═════ Entries shown ═════
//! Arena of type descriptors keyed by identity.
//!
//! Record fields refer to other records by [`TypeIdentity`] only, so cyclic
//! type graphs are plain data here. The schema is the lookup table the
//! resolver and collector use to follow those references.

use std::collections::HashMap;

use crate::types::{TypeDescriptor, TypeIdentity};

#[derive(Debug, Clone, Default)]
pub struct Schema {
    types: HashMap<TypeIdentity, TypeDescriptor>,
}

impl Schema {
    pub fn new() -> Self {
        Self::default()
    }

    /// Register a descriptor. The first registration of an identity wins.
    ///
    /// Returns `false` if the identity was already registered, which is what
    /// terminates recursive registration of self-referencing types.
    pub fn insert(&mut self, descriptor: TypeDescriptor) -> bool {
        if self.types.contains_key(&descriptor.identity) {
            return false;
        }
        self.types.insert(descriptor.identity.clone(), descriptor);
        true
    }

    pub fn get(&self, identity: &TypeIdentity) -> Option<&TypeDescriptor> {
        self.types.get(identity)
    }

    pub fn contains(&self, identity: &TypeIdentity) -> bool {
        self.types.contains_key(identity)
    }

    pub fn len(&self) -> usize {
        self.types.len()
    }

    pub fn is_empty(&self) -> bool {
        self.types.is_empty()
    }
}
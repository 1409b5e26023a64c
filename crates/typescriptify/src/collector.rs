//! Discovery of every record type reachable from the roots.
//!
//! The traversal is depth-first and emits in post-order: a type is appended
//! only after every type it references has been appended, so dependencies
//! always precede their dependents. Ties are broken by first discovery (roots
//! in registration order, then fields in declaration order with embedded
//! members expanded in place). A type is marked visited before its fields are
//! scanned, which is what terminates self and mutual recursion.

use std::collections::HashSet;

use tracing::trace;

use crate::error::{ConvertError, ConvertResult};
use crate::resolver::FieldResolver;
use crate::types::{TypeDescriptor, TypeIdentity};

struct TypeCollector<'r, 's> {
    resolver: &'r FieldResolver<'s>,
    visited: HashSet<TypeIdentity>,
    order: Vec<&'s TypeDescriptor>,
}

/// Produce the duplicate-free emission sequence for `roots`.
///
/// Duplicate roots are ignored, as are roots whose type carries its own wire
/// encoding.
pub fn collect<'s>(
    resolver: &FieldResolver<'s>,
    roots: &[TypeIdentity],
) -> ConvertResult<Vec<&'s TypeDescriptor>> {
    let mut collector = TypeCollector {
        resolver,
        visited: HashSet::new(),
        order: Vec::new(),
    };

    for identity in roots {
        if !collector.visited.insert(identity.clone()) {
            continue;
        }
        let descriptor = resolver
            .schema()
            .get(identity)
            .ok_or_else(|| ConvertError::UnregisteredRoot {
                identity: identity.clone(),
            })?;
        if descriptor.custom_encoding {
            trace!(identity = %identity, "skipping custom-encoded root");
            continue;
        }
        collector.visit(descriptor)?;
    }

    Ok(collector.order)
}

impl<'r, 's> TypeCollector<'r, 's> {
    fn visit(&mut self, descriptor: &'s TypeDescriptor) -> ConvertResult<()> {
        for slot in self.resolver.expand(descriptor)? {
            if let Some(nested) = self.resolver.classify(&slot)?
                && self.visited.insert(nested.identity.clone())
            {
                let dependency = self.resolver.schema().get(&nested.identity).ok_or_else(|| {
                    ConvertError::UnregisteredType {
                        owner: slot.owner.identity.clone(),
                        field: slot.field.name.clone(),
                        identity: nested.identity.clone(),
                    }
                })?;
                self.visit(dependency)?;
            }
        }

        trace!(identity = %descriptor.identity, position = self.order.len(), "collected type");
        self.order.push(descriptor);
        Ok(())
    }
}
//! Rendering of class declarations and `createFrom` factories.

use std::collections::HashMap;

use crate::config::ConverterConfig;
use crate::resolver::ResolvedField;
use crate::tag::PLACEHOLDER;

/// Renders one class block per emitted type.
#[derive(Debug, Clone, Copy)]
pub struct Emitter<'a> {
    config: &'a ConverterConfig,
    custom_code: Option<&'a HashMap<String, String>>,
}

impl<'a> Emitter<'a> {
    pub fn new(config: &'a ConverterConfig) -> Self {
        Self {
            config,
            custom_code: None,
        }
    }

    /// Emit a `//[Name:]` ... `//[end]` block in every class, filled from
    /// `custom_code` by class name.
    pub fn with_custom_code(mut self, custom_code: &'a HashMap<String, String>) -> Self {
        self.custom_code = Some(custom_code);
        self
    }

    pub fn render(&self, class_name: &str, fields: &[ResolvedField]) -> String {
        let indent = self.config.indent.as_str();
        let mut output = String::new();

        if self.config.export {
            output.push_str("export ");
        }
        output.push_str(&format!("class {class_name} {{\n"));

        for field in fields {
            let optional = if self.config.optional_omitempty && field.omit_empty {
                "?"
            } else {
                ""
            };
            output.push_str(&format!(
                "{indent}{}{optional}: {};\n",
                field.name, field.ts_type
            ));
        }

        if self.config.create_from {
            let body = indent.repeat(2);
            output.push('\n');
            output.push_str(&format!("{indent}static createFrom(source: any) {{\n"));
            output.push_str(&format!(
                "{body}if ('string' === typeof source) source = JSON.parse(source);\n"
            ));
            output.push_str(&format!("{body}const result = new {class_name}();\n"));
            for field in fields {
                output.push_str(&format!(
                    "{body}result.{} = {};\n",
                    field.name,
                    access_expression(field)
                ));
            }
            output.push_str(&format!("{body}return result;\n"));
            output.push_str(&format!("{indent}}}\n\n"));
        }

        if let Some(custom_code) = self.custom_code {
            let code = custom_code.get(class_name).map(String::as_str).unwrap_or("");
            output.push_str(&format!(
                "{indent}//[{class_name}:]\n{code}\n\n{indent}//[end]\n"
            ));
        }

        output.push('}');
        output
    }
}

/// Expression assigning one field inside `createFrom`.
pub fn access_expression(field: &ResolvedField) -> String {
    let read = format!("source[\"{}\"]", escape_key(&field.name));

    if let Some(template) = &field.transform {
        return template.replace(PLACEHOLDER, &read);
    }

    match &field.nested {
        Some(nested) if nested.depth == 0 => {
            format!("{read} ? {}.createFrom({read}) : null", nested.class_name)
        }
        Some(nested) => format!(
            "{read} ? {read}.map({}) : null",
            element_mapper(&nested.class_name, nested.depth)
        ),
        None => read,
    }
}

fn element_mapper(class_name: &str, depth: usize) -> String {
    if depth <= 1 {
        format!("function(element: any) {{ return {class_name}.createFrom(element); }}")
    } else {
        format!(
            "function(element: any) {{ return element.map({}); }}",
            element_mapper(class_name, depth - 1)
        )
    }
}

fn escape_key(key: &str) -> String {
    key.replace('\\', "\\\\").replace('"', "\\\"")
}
═════
[Exercise]
Write down how many lines in the data contain "every". Add nothing else.

[Written reply]
3